Redesigning the active site of a carboxyl esterase from the archaeon Archaeoglobus fulgidus to improve sensitivity to organophosphorus compounds

Organophosphorus compounds (OPs) are widely used as pesticides because of their ability to inhibit the activity of acetylcholinesterase (AChE) in the nervous system. Thus, AChE is generally used as a biosensor for pesticide detection. Due to the instability of AChE a more stable enzyme would be desirable for robust applications. We investigated the sensitivity of a thermostable carboxylesterase from the archaeon Archaeoglobus fulgidus (AFEST) to seven selected OPs.
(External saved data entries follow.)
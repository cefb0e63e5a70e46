use axum::http::StatusCode;
use axum::response::{IntoResponse, Response};
use guardian_core::error::CoreError;
use serde_json::json;

/// Application-level error type for HTTP handlers.
///
/// Wraps [`CoreError`] for domain errors and adds HTTP-specific variants.
/// Implements [`IntoResponse`] to produce consistent JSON error responses.
#[derive(Debug, thiserror::Error)]
pub enum AppError {
    /// A domain-level error from `guardian_core`.
    #[error(transparent)]
    Core(#[from] CoreError),

    /// A database error from sqlx.
    #[error("Database error: {0}")]
    Database(#[from] sqlx::Error),

    /// A store failure reported to the client with an operation-specific
    /// message instead of the generic one.
    #[error("{message}: {source}")]
    Store {
        message: &'static str,
        #[source]
        source: sqlx::Error,
    },

    /// A bad request with a human-readable message.
    #[error("Bad request: {0}")]
    BadRequest(String),

    /// An internal error with a human-readable message.
    #[error("Internal error: {0}")]
    InternalError(String),
}

/// Convenience type alias for handler return values.
pub type AppResult<T> = Result<T, AppError>;

/// Attach an operation-specific message to a store result.
///
/// ```ignore
/// let users = UserRepo::list(&state.pool).await.or_store_error("Failed to fetch users")?;
/// ```
pub trait StoreResultExt<T> {
    fn or_store_error(self, message: &'static str) -> AppResult<T>;
}

impl<T> StoreResultExt<T> for Result<T, sqlx::Error> {
    fn or_store_error(self, message: &'static str) -> AppResult<T> {
        self.map_err(|source| AppError::Store { message, source })
    }
}

impl IntoResponse for AppError {
    fn into_response(self) -> Response {
        let (status, code, message) = match &self {
            // --- CoreError variants ---
            AppError::Core(core) => match core {
                CoreError::NotFound { entity, id } => (
                    StatusCode::NOT_FOUND,
                    "NOT_FOUND",
                    format!("{entity} with id {id} not found"),
                ),
                CoreError::KeyNotFound { entity, key } => (
                    StatusCode::NOT_FOUND,
                    "NOT_FOUND",
                    format!("{entity} with id {key} not found"),
                ),
                CoreError::Validation(msg) => {
                    (StatusCode::BAD_REQUEST, "VALIDATION_ERROR", msg.clone())
                }
                CoreError::Conflict(msg) => (StatusCode::CONFLICT, "CONFLICT", msg.clone()),
                CoreError::Internal(msg) => {
                    tracing::error!(error = %msg, "Internal core error");
                    (
                        StatusCode::INTERNAL_SERVER_ERROR,
                        "INTERNAL_ERROR",
                        "An internal error occurred".to_string(),
                    )
                }
            },

            // --- Database errors ---
            AppError::Database(err) => classify_sqlx_error(err),
            AppError::Store { message, source } => {
                let (status, code, msg) = classify_sqlx_error(source);
                if status == StatusCode::INTERNAL_SERVER_ERROR {
                    tracing::error!(operation = %message, "Store operation failed");
                    (status, code, (*message).to_string())
                } else {
                    (status, code, msg)
                }
            }

            // --- HTTP-specific errors ---
            AppError::BadRequest(msg) => (StatusCode::BAD_REQUEST, "BAD_REQUEST", msg.clone()),
            AppError::InternalError(msg) => {
                tracing::error!(error = %msg, "Internal error");
                (
                    StatusCode::INTERNAL_SERVER_ERROR,
                    "INTERNAL_ERROR",
                    "An internal error occurred".to_string(),
                )
            }
        };

        let body = json!({
            "error": message,
            "code": code,
        });

        (status, axum::Json(body)).into_response()
    }
}

/// Classify a sqlx error into an HTTP status, error code, and message.
///
/// - `RowNotFound` maps to 404.
/// - Unique constraint violations (constraint name starting with `uq_`) map to 409.
/// - Everything else maps to 500 with a sanitized message.
fn classify_sqlx_error(err: &sqlx::Error) -> (StatusCode, &'static str, String) {
    match err {
        sqlx::Error::RowNotFound => (
            StatusCode::NOT_FOUND,
            "NOT_FOUND",
            "Resource not found".to_string(),
        ),
        sqlx::Error::Database(db_err) => {
            // PostgreSQL unique constraint violation: error code 23505
            if db_err.code().as_deref() == Some("23505") {
                let constraint = db_err.constraint().unwrap_or("unknown");
                if constraint.starts_with("uq_") {
                    return (
                        StatusCode::CONFLICT,
                        "CONFLICT",
                        format!("Duplicate value violates unique constraint: {constraint}"),
                    );
                }
            }
            tracing::error!(error = %db_err, "Database error");
            (
                StatusCode::INTERNAL_SERVER_ERROR,
                "INTERNAL_ERROR",
                "An internal error occurred".to_string(),
            )
        }
        other => {
            tracing::error!(error = %other, "Database error");
            (
                StatusCode::INTERNAL_SERVER_ERROR,
                "INTERNAL_ERROR",
                "An internal error occurred".to_string(),
            )
        }
    }
}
The IC₅₀ of dichlorvos against AFEST (50.8 ± 2.6 nM) was 10-fold lower than that of the commercially obtained AChE, indicating that AFEST had higher sensitivity. Its sensitivity for the other OPs was lower than AChE. To enhance the sensitivity of AFEST to OPs, site-directed mutations were introduced in the cap domain of AFEST. The sensitivity of mutant N44S/S48V was enhanced toward all seven OPs compared to the wild-type and was higher than AChE for four OPs, including paraoxon (3.3 ± 0.01 nM), dichlorvos (28.0 ± 0.6 nM), profenofos (43.0 ± 1.0 nM), and diazinon (3.0 ± 0.2 nM). The half-lives of AFEST and the mutant N44S/S48V at 37 °C were over 15 d. The interactions between the enzymes and select OPs were investigated by molecular docking. The results demonstrated that AFEST and the mutant N44S/S48V have the potential to be biosensor for OP detection.